■ **Problem to work on**:
Lines in the listing below may contain the string "total". Say how many do, giving only the number.
Data records: Begin
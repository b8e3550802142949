use async_trait::async_trait;
use chrono::{DateTime, Utc};
use sqlx::PgPool;
use uuid::Uuid;

use crate::models::User;
use crate::pagination::{Page, PageRequest};
use crate::store::{StoreError, UserStore};

pub struct PgUserStore {
    pool: PgPool,
}

impl PgUserStore {
    pub fn new(pool: PgPool) -> Self {
        Self { pool }
    }
}

#[async_trait]
impl UserStore for PgUserStore {
    async fn find_by_id(&self, id: Uuid) -> Result<Option<User>, StoreError> {
        let user = sqlx::query_as::<_, User>("SELECT * FROM users WHERE id = $1")
            .bind(id)
            .fetch_optional(&self.pool)
            .await?;
        Ok(user)
    }

    async fn find_by_login_ignore_case(&self, login: &str) -> Result<Option<User>, StoreError> {
        let user = sqlx::query_as::<_, User>("SELECT * FROM users WHERE lower(login) = lower($1)")
            .bind(login)
            .fetch_optional(&self.pool)
            .await?;
        Ok(user)
    }

    async fn find_by_email_ignore_case(&self, email: &str) -> Result<Option<User>, StoreError> {
        let user = sqlx::query_as::<_, User>("SELECT * FROM users WHERE lower(email) = lower($1)")
            .bind(email)
            .fetch_optional(&self.pool)
            .await?;
        Ok(user)
    }

    async fn find_by_activation_key(&self, key: &str) -> Result<Option<User>, StoreError> {
        let user = sqlx::query_as::<_, User>("SELECT * FROM users WHERE activation_key = $1")
            .bind(key)
            .fetch_optional(&self.pool)
            .await?;
        Ok(user)
    }

    async fn find_unactivated_created_before(
        &self,
        before: DateTime<Utc>,
    ) -> Result<Vec<User>, StoreError> {
        let users = sqlx::query_as::<_, User>(
            "SELECT * FROM users
             WHERE NOT activated AND activation_key IS NOT NULL AND created_date < $1
             ORDER BY created_date",
        )
        .bind(before)
        .fetch_all(&self.pool)
        .await?;
        Ok(users)
    }

    async fn find_activated_page(&self, page: &PageRequest) -> Result<Page<User>, StoreError> {
        let (limit, offset) = page.limit_offset();
        let users = sqlx::query_as::<_, User>(&format!(
            "SELECT * FROM users WHERE activated {} LIMIT $1 OFFSET $2",
            page.order_by()
        ))
        .bind(limit)
        .bind(offset)
        .fetch_all(&self.pool)
        .await?;

        let total: i64 = sqlx::query_scalar("SELECT COUNT(*) FROM users WHERE activated")
            .fetch_one(&self.pool)
            .await?;

        Ok(Page::new(users, total.max(0) as u64, page))
    }

    async fn save(&self, user: &User) -> Result<User, StoreError> {
        let saved = sqlx::query_as::<_, User>(
            "INSERT INTO users
                (id, login, email, first_name, last_name, activated, activation_key, reset_key, created_date)
             VALUES ($1, $2, $3, $4, $5, $6, $7, $8, $9)
             ON CONFLICT (id) DO UPDATE SET
                login = EXCLUDED.login,
                email = EXCLUDED.email,
                first_name = EXCLUDED.first_name,
                last_name = EXCLUDED.last_name,
                activated = EXCLUDED.activated,
                activation_key = EXCLUDED.activation_key,
                reset_key = EXCLUDED.reset_key
             RETURNING *",
        )
        .bind(user.id)
        .bind(&user.login)
        .bind(&user.email)
        .bind(&user.first_name)
        .bind(&user.last_name)
        .bind(user.activated)
        .bind(&user.activation_key)
        .bind(&user.reset_key)
        .bind(user.created_date)
        .fetch_one(&self.pool)
        .await?;
        Ok(saved)
    }

    async fn delete(&self, id: Uuid) -> Result<(), StoreError> {
        sqlx::query("DELETE FROM users WHERE id = $1")
            .bind(id)
            .execute(&self.pool)
            .await?;
        Ok(())
    }
}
Data records: End
■ **Answer to this exercise**:
2